On Reddit, tolitius [[https://www.reddit.com/r/Clojure/comments/65x15k/robust_clojure_the_best_way_to_handle_nil/dgenl5g/?utm_content=permalink&utm_medium=front&utm_source=reddit&utm_name=Clojure][suggested]] the use of =get='s optional third argument (which
I had forgotten about!) and =or=:

#+BEGIN_QUOTE
  =get= has a default value built in:

  #+BEGIN_EXAMPLE
      user=> (get {:a 1 :b 2} :b)
      2
      user=> (get {:a 1 :b 2} :c 0)
      0
  #+END_EXAMPLE

  hence

  #+BEGIN_EXAMPLE
      user=> (-> (get {:a 1 :b 2} :c 0) inc)
      1
  #+END_EXAMPLE

  In case this is a single op, such as =inc=, this would work as well:

  #+BEGIN_EXAMPLE
      user=> (-> (or nil 41) inc)
      42

      user=> (-> :c
                 {:a 1 :b 2}
                 (or 41)
                 inc)
      42
  #+END_EXAMPLE

  i.e. =or= is really handy for default values
#+END_QUOTE

Over at Lispcast, Eric Normand argues for the [[http://www.lispcast.com/nil-punning]["=nil=-punning"]] approach, which is
fine.
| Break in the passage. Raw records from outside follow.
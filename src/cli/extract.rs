use std::path::{Path, PathBuf};

use chrono::Utc;
use tabled::Table;

use crate::{
    Res,
    cli::AlbumProgress,
    config::Settings,
    error, info,
    management::AlbumItemsManager,
    spotify::{albums, get_token, releases},
    success, utils, warning,
};

/// Runs the extraction with settings taken from the environment and
/// reports the outcome.
///
/// Terminates the process with exit code 1 if the run fails with an
/// unrecoverable error, such as a release without an `id`.
pub async fn extract(output_dir: &Path) {
    let settings = Settings::from_env(output_dir);

    match run(&settings).await {
        Ok(Some(path)) => success!("Data has been saved successfully to {}", path.display()),
        Ok(None) => warning!("No data was available to be saved."),
        Err(e) => error!("Extraction failed: {}", e),
    }
}

/// Fetches all new releases and their tracks, then persists the result.
///
/// The initial token is requested once and never validated; if it is
/// missing, the first API call answers 401 and the fetcher refreshes it.
/// Albums are processed strictly one after another, each starting from
/// the initial token.
///
/// # Returns
///
/// - `Ok(Some(path))` - the result file that was written
/// - `Ok(None)` - no album was found, nothing was written
/// - `Err(_)` - a release item had no `id` or the file could not be written
pub async fn run(settings: &Settings) -> Res<Option<PathBuf>> {
    let credentials = &settings.credentials;
    let token = get_token(
        &credentials.client_id,
        &credentials.client_secret,
        &credentials.token_url,
    )
    .await;

    let new_releases =
        releases::get_new_releases(&settings.api_url, token.access_token(), credentials).await;
    info!(
        "New album releases have been extracted {}",
        new_releases.len()
    );

    let album_ids = utils::album_ids(&new_releases)?;
    info!(
        "Total number of new album releases extracted: {}",
        album_ids.len()
    );
    info!("Processing track information for each album");

    let progress = AlbumProgress::new(album_ids.len() as u64);

    let mut album_items = AlbumItemsManager::new();
    for album_id in &album_ids {
        progress.before_fetch();

        let tracks = albums::get_album_tracks(
            &settings.api_url,
            album_id,
            token.access_token(),
            credentials,
        )
        .await;
        album_items.add_album_tracks(album_id, tracks);

        success!("Album {} has been processed successfully", album_id);
        progress.album_done(album_id);
    }
    progress.finish();

    if album_items.is_empty() {
        return Ok(None);
    }

    let path = album_items
        .persist(&settings.output_dir, Utc::now())
        .await?;

    let table = Table::new(utils::summary_rows(album_items.all()));
    println!(
        "Albums: {albums}\tTracks: {tracks}\n{table}\n",
        albums = album_items.count_albums(),
        tracks = album_items.count_tracks(),
        table = table
    );

    Ok(Some(path))
}
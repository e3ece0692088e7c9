#![allow(dead_code)]

use std::{
    future::Future,
    path::PathBuf,
    sync::atomic::{AtomicUsize, Ordering},
};

use newrel::{spotify::TokenProvider, types::Token};
use serde_json::{Value, json};

/// Token provider handing out the same token on every call and counting
/// how often it was asked.
pub struct StaticProvider {
    token: Token,
    calls: AtomicUsize,
}

impl StaticProvider {
    pub fn new(token: Token) -> Self {
        Self {
            token,
            calls: AtomicUsize::new(0),
        }
    }

    pub fn failing() -> Self {
        Self::new(Token::default())
    }

    pub fn calls(&self) -> usize {
        self.calls.load(Ordering::SeqCst)
    }
}

impl TokenProvider for StaticProvider {
    fn fetch_token(&self) -> impl Future<Output = Token> {
        self.calls.fetch_add(1, Ordering::SeqCst);
        let token = self.token.clone();
        async move { token }
    }
}

pub fn token(access_token: &str) -> Token {
    serde_json::from_value(json!({
        "access_token": access_token,
        "token_type": "Bearer",
        "expires_in": 3600
    }))
    .unwrap()
}

pub fn ids(items: &[Value]) -> Vec<&str> {
    items.iter().map(|item| item["id"].as_str().unwrap()).collect()
}

pub fn temp_output_dir(name: &str) -> PathBuf {
    let dir = std::env::temp_dir().join(format!("newrel-{}-{}", name, std::process::id()));
    let _ = std::fs::remove_dir_all(&dir);
    std::fs::create_dir_all(&dir).unwrap();
    dir
}
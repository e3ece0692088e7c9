//! Build script for the Spotify New Releases Extractor.
//!
//! Copies the `.env.example` configuration template into the user's local
//! data directory, next to where the application looks for its fallback
//! `.env` file.

use std::{env, fs, path::PathBuf};

/// Copies `.env.example` from the crate root to `<local data dir>/newrel/`.
///
/// - Linux: `~/.local/share/newrel/.env.example`
/// - macOS: `~/Library/Application Support/newrel/.env.example`
/// - Windows: `%LOCALAPPDATA%/newrel/.env.example`
///
/// A missing template or an unwritable data directory only produces a
/// cargo warning.
fn main() -> Result<(), Box<dyn std::error::Error>> {
    println!("cargo:rerun-if-changed=.env.example");

    let manifest_dir = PathBuf::from(env::var("CARGO_MANIFEST_DIR")?);
    let env_example_path = manifest_dir.join(".env.example");

    let mut out_dir = dirs::data_local_dir().unwrap_or_else(|| PathBuf::from("."));
    out_dir.push("newrel");

    if env_example_path.is_file() {
        let contents = fs::read_to_string(&env_example_path)?;
        let copied = fs::create_dir_all(&out_dir)
            .and_then(|_| fs::write(out_dir.join(".env.example"), contents));
        if let Err(e) = copied {
            println!(
                "cargo:warning=cannot copy .env.example to {}: {}",
                out_dir.display(),
                e
            );
        }
    } else {
        println!(
            "cargo:warning=.env.example not found at {}",
            env_example_path.display()
        );
    }

    Ok(())
}
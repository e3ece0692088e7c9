use indicatif::{MultiProgress, ProgressBar, ProgressDrawTarget, ProgressStyle};

/// Progress over the per-album track fetches.
///
/// The fetcher logs every request on stdout, so the bar is wiped before
/// each fetch and only drawn again once the album is done. The bar lives
/// in a [`MultiProgress`] because that is where indicatif exposes an
/// explicit clear.
pub struct AlbumProgress {
    multi: MultiProgress,
    bar: ProgressBar,
}

impl AlbumProgress {
    pub fn new(albums: u64) -> Self {
        Self::with_draw_target(albums, ProgressDrawTarget::stderr())
    }

    pub fn with_draw_target(albums: u64, target: ProgressDrawTarget) -> Self {
        let multi = MultiProgress::with_draw_target(target);
        let bar = multi.add(ProgressBar::new(albums));
        bar.set_style(
            ProgressStyle::with_template("{bar:40.blue} {pos}/{len} {msg}")
                .unwrap_or_else(|_| ProgressStyle::default_bar()),
        );
        Self { multi, bar }
    }

    /// Erases the bar from the terminal. Nothing is drawn again until
    /// [`album_done`](Self::album_done).
    pub fn before_fetch(&self) {
        // a failed clear only leaves a stale bar behind
        let _ = self.multi.clear();
    }

    pub fn album_done(&self, album_id: &str) {
        self.bar.inc(1);
        // set_message always redraws, inc may be rate limited
        self.bar.set_message(format!("Album {}", album_id));
    }

    pub fn position(&self) -> u64 {
        self.bar.position()
    }

    pub fn finish(&self) {
        self.bar.finish_and_clear();
    }
}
But I think this approach requires a confused notion of what
=nil=/=Nothing= actually means. According to Eric, =nil= is a type, a value, a
key in a map, a boolean, an empty =seq=. It seems to me that "=nil=-punning" is
really just "=nil=-confusion". It is much simpler to understand =nil= as
=Nothing=, i.e. the absence of a value (which is a type). That said,
=nil=-punning in practice ends up mostly the same as I describe above, so either
technique will work.